Can anyone see what may be wrong with this script? I have tried countless variations.

#! /usr/bin/perl -w

use strict;
use lib qw(C:/Perl/lib);
use CGI qwstandard escapeHTML);
use FileHandle;
use trial_image_db;

my $image_dir = "C:/Apache/Apache2/htdocs/BPFPR";
my $path_sep = "/";

my $name;

my $keyword = param ("keyword");
my $type = "image/jpeg";

my $fh = new FileHandle;
my $data = "";

my $dbh = trial_image_db::connect ();

if (defined ($keyword) && $keyword !~ /^\s*$/)

{
$name = $dbh->selectrow_array (
"SELECT name FROM keywords WHERE keyword01 = ? ORDER BY rand", undef, $keyword)
or error ("No matching image for keyword $keyword");

my $image_path = $image_dir . $path_sep . $name;
open ($fh, $image_path) or error ("Cannot read $image_path: $!");

binmode ($fh);
my $size = (stat ($fh))[7];

read ($fh, $data, $size) == $size or error ("Failed to read entire file $image_path: $!");
$fh->close ();

}

$dbh->disconnect ();

print header (-type => $type, -Content_Length => length ($data));
print ($data);

exit (0);


----------



## Shadow2531 (Apr 30, 2001)

Which one of the suggestions did the trick with the variable?

Do you have it set up like kind of like this?

http://www.yoursite.com/cgi-bin/file.pl?keyword=pic1.jpg

If you can zip up everything that is needed to work, I can try it myself to see what's going on.

If everything needs to be kept private, create a non-private example that we can try.

Or at least repost your code as it is now.


----------



## Shadow2531 (Apr 30, 2001)

http://forums.techguy.org/t237784.html

O.K. Now that I see this thread, I think it's still the data line.

Using my $data = ""; got rid of the error, but I think that makes $data = nothing.

I think you need to do something like this.

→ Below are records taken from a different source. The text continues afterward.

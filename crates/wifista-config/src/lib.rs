//! Shared configuration for the wifista tools.
//!
//! TOML station profiles, passphrase resolution (env + keyring + plaintext),
//! and translation to `wifista_core::StationConfig`. The core crate never
//! reads files; everything disk- or environment-shaped lives here.

use std::collections::HashMap;
use std::path::{Path, PathBuf};
use std::time::Duration;

use directories::ProjectDirs;
use figment::{
    Figment,
    providers::{Env, Format, Serialized, Toml},
};
use secrecy::SecretString;
use serde::{Deserialize, Serialize};
use thiserror::Error;
use tracing::debug;

use wifista_core::config::{AuthMode, ScanMethod, SortMethod};
use wifista_core::{ClientOptions, Credentials, StationConfig};

/// Keyring service all wifista secrets are stored under.
pub const KEYRING_SERVICE: &str = "wifista";

/// Environment variable consulted for the passphrase of any profile.
pub const PASSPHRASE_ENV: &str = "WIFISTA_PASSPHRASE";

// ── Error ───────────────────────────────────────────────────────────

#[derive(Debug, Error)]
pub enum ConfigError {
    #[error("invalid {field}: {reason}")]
    Validation { field: String, reason: String },

    #[error("no passphrase configured for profile '{profile}'")]
    NoCredentials { profile: String },

    #[error("profile '{name}' not found (available: {available})")]
    ProfileNotFound { name: String, available: String },

    #[error("failed to serialize config: {0}")]
    Serialization(#[from] toml::ser::Error),

    #[error("config loading failed: {0}")]
    Figment(Box<figment::Error>),

    #[error("keyring error: {0}")]
    Keyring(#[from] keyring::Error),

    #[error("IO error: {0}")]
    Io(#[from] std::io::Error),
}

impl From<figment::Error> for ConfigError {
    fn from(err: figment::Error) -> Self {
        Self::Figment(Box::new(err))
    }
}

// ── TOML config structs ─────────────────────────────────────────────

/// Top-level TOML configuration.
#[derive(Debug, Deserialize, Serialize)]
pub struct Config {
    /// Default profile name.
    pub default_profile: Option<String>,

    /// Global defaults.
    #[serde(default)]
    pub defaults: Defaults,

    /// Named station profiles.
    #[serde(default)]
    pub profiles: HashMap<String, Profile>,
}

impl Default for Config {
    fn default() -> Self {
        Self {
            default_profile: Some("default".into()),
            defaults: Defaults::default(),
            profiles: HashMap::new(),
        }
    }
}

impl Config {
    pub fn profile(&self, name: &str) -> Result<&Profile, ConfigError> {
        self.profiles
            .get(name)
            .ok_or_else(|| ConfigError::ProfileNotFound {
                name: name.into(),
                available: self.available_profiles(),
            })
    }

    /// Comma-separated, sorted profile names for error messages.
    pub fn available_profiles(&self) -> String {
        let mut names: Vec<&str> = self.profiles.keys().map(String::as_str).collect();
        if names.is_empty() {
            return "(none)".into();
        }
        names.sort_unstable();
        names.join(", ")
    }
}

#[derive(Debug, Deserialize, Serialize)]
pub struct Defaults {
    #[serde(default = "default_output")]
    pub output: String,

    #[serde(default = "default_color")]
    pub color: String,

    /// Reconnect budget; 0 retries forever.
    #[serde(default)]
    pub max_reconnect_count: u32,

    /// Connection wait limit in seconds; 0 waits forever.
    #[serde(default)]
    pub connect_timeout: u64,
}

impl Default for Defaults {
    fn default() -> Self {
        Self {
            output: default_output(),
            color: default_color(),
            max_reconnect_count: 0,
            connect_timeout: 0,
        }
    }
}

fn default_output() -> String {
    "table".into()
}
fn default_color() -> String {
    "auto".into()
}

/// A named network profile.
#[derive(Debug, Default, Clone, Deserialize, Serialize)]
pub struct Profile {
    /// Network name.
    pub ssid: String,

    /// Passphrase (plaintext -- prefer keyring or env var).
    pub passphrase: Option<String>,

    /// Environment variable name containing the passphrase.
    pub passphrase_env: Option<String>,

    /// Override the reconnect budget.
    pub max_reconnect_count: Option<u32>,

    /// Override the connection wait limit (seconds, 0 = unbounded).
    pub connect_timeout: Option<u64>,

    pub scan_method: Option<ScanMethod>,
    pub sort_method: Option<SortMethod>,

    /// Weakest auth mode accepted. `open` allows an empty passphrase.
    pub auth_threshold: Option<AuthMode>,

    /// Minimum RSSI in dBm.
    pub rssi_threshold: Option<i8>,

    pub pmf_capable: Option<bool>,
    pub pmf_required: Option<bool>,

    /// Per-request retry count inside the driver.
    pub failure_retry_cnt: Option<u8>,
}

impl Profile {
    pub fn new(ssid: impl Into<String>) -> Self {
        Self {
            ssid: ssid.into(),
            ..Self::default()
        }
    }

    /// Driver options with this profile's overrides applied.
    pub fn client_options(&self) -> ClientOptions {
        let mut options = ClientOptions::default();
        if let Some(scan) = self.scan_method {
            options.scan_method = scan;
        }
        if let Some(sort) = self.sort_method {
            options.sort_method = sort;
        }
        if let Some(auth) = self.auth_threshold {
            options.auth_threshold = auth;
        }
        if let Some(rssi) = self.rssi_threshold {
            options.rssi_threshold = rssi;
        }
        if let Some(capable) = self.pmf_capable {
            options.pmf.capable = capable;
        }
        if let Some(required) = self.pmf_required {
            options.pmf.required = required;
        }
        if let Some(retries) = self.failure_retry_cnt {
            options.failure_retry_cnt = retries;
        }
        options
    }

    fn is_open(&self) -> bool {
        self.auth_threshold == Some(AuthMode::Open)
    }
}

// ── Config file path ────────────────────────────────────────────────

/// Resolve the config file path via XDG / platform conventions.
pub fn config_path() -> PathBuf {
    ProjectDirs::from("tech", "hyperbliss", "wifista").map_or_else(
        || {
            let mut p = dirs_fallback();
            p.push("config.toml");
            p
        },
        |dirs| dirs.config_dir().join("config.toml"),
    )
}

fn dirs_fallback() -> PathBuf {
    let mut p = PathBuf::from(std::env::var("HOME").unwrap_or_else(|_| ".".into()));
    p.push(".config");
    p.push("wifista");
    p
}

// ── Config loading ──────────────────────────────────────────────────

/// Load the full Config from the canonical file + environment.
pub fn load_config() -> Result<Config, ConfigError> {
    load_config_from(&config_path())
}

/// Load from an explicit file + environment.
///
/// Environment keys use `__` as the nesting separator, e.g.
/// `WIFISTA_DEFAULTS__MAX_RECONNECT_COUNT=3`.
pub fn load_config_from(path: &Path) -> Result<Config, ConfigError> {
    debug!(path = %path.display(), "loading config");
    let figment = Figment::new()
        .merge(Serialized::defaults(Config::default()))
        .merge(Toml::file(path))
        .merge(Env::prefixed("WIFISTA_").split("__"));

    let config: Config = figment.extract()?;
    Ok(config)
}

/// Load config, returning a default if the file doesn't exist.
pub fn load_config_or_default() -> Config {
    load_config().unwrap_or_default()
}

// ── Config saving ───────────────────────────────────────────────────

/// Serialize config to TOML and write to the canonical config path.
pub fn save_config(cfg: &Config) -> Result<PathBuf, ConfigError> {
    let path = config_path();
    save_config_to(cfg, &path)?;
    Ok(path)
}

pub fn save_config_to(cfg: &Config, path: &Path) -> Result<(), ConfigError> {
    if let Some(parent) = path.parent() {
        std::fs::create_dir_all(parent)?;
    }
    let toml_str = toml::to_string_pretty(cfg)?;
    std::fs::write(path, toml_str)?;
    Ok(())
}

// ── Passphrase resolution ───────────────────────────────────────────

/// Keyring user under which a profile's passphrase is stored.
pub fn keyring_user(profile_name: &str) -> String {
    format!("{profile_name}/passphrase")
}

/// Resolve a profile's passphrase from the credential chain.
///
/// Order: the profile's `passphrase_env` variable, `WIFISTA_PASSPHRASE`,
/// the system keyring, then plaintext in the config. Open networks fall
/// back to an empty passphrase.
pub fn resolve_passphrase(profile: &Profile, profile_name: &str) -> Result<SecretString, ConfigError> {
    resolve_passphrase_with(
        profile,
        profile_name,
        |name| std::env::var(name).ok(),
        |user| {
            keyring::Entry::new(KEYRING_SERVICE, user)
                .and_then(|entry| entry.get_password())
                .ok()
        },
    )
}

fn resolve_passphrase_with(
    profile: &Profile,
    profile_name: &str,
    env: impl Fn(&str) -> Option<String>,
    keyring: impl Fn(&str) -> Option<String>,
) -> Result<SecretString, ConfigError> {
    // 1. Profile's passphrase_env -> env var lookup
    if let Some(secret) = profile.passphrase_env.as_deref().and_then(&env) {
        debug!(profile = profile_name, "passphrase from profile env var");
        return Ok(SecretString::from(secret));
    }

    // 2. Global env var
    if let Some(secret) = env(PASSPHRASE_ENV) {
        debug!(profile = profile_name, "passphrase from {PASSPHRASE_ENV}");
        return Ok(SecretString::from(secret));
    }

    // 3. System keyring
    if let Some(secret) = keyring(&keyring_user(profile_name)) {
        debug!(profile = profile_name, "passphrase from keyring");
        return Ok(SecretString::from(secret));
    }

    // 4. Plaintext in config
    if let Some(ref secret) = profile.passphrase {
        return Ok(SecretString::from(secret.clone()));
    }

    if profile.is_open() {
        return Ok(SecretString::from(String::new()));
    }

    Err(ConfigError::NoCredentials {
        profile: profile_name.into(),
    })
}

// ── StationConfig translation ───────────────────────────────────────

/// Build a `StationConfig` from a profile and the global defaults.
pub fn profile_to_station_config(
    profile: &Profile,
    profile_name: &str,
    defaults: &Defaults,
) -> Result<StationConfig, ConfigError> {
    let passphrase = resolve_passphrase(profile, profile_name)?;
    build_station_config(profile, defaults, passphrase)
}

fn build_station_config(
    profile: &Profile,
    defaults: &Defaults,
    passphrase: SecretString,
) -> Result<StationConfig, ConfigError> {
    if profile.ssid.is_empty() {
        return Err(ConfigError::Validation {
            field: "ssid".into(),
            reason: "must not be empty".into(),
        });
    }

    let mut config = StationConfig::new(Credentials {
        ssid: profile.ssid.as_str().into(),
        passphrase,
    })
    .with_max_reconnect_count(
        profile
            .max_reconnect_count
            .unwrap_or(defaults.max_reconnect_count),
    );

    match profile.connect_timeout.unwrap_or(defaults.connect_timeout) {
        0 => {}
        secs => config = config.with_connect_timeout(Duration::from_secs(secs)),
    }
    config.client = profile.client_options();
    Ok(config)
}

When keyword=5, your code needs to load

open(FD, "C:/Apache/Apache2/htdocs/BPFPR/5.jpg") ;
Then make make my $data = <FD>;

Then you can get the size of $data and adventually load










I'll try to make an example for you that should work.


----------



## Flrman1 (Jul 26, 2002)

I have merged your two threads. Please stick with one thread.


----------



## Auroralei (Jun 11, 2004)

Thanks Shadow!

You'll notice that I'm using the FileHandle module which allows a 'NewHandle' rather than FD -- I've tried subbing in FD but when I do, Perl tells me that I'm trying to read from an unopened filehandle on the my $data=<FD> line.

Instead, I've tried my $data = <$fh>, which raises no objections for the $data variable, but now Perl is telling me that 'global symbol $dbh requires explicit package name' on lines 20, 25 and 42!!

I liked your example, but keep in mind that the keywords are not the same as the filename (I'm only solving for keyword 1 right now in order to keep this simpler).

Thanks so much,
Laura


----------



## Auroralei (Jun 11, 2004)

Hi again, I just saw your 1st post -- I would love to zip up everything and send it to you. What about the SQL database table though? How do I send that?

It would be a file of 12 images, a mySQL table with names and keywords of 12 images, the .pl file, and a dbh file with a username and password.

Does that sound right? 

Laura


----------



## Shadow2531 (Apr 30, 2001)

You got a pm.

Anyway, for the database part, I think you would have to zip up and send your C:\mysql\data\trial_image folder. (on windoze at least)

If you want, you can just setup a smaller database that only includes the keyword for one image and just send that one image.

Just need enough to play with to better get the picture of what's goin on.


----------



## Shadow2531 (Apr 30, 2001)

Nevermind on sending me the stuff. I created my own database etc.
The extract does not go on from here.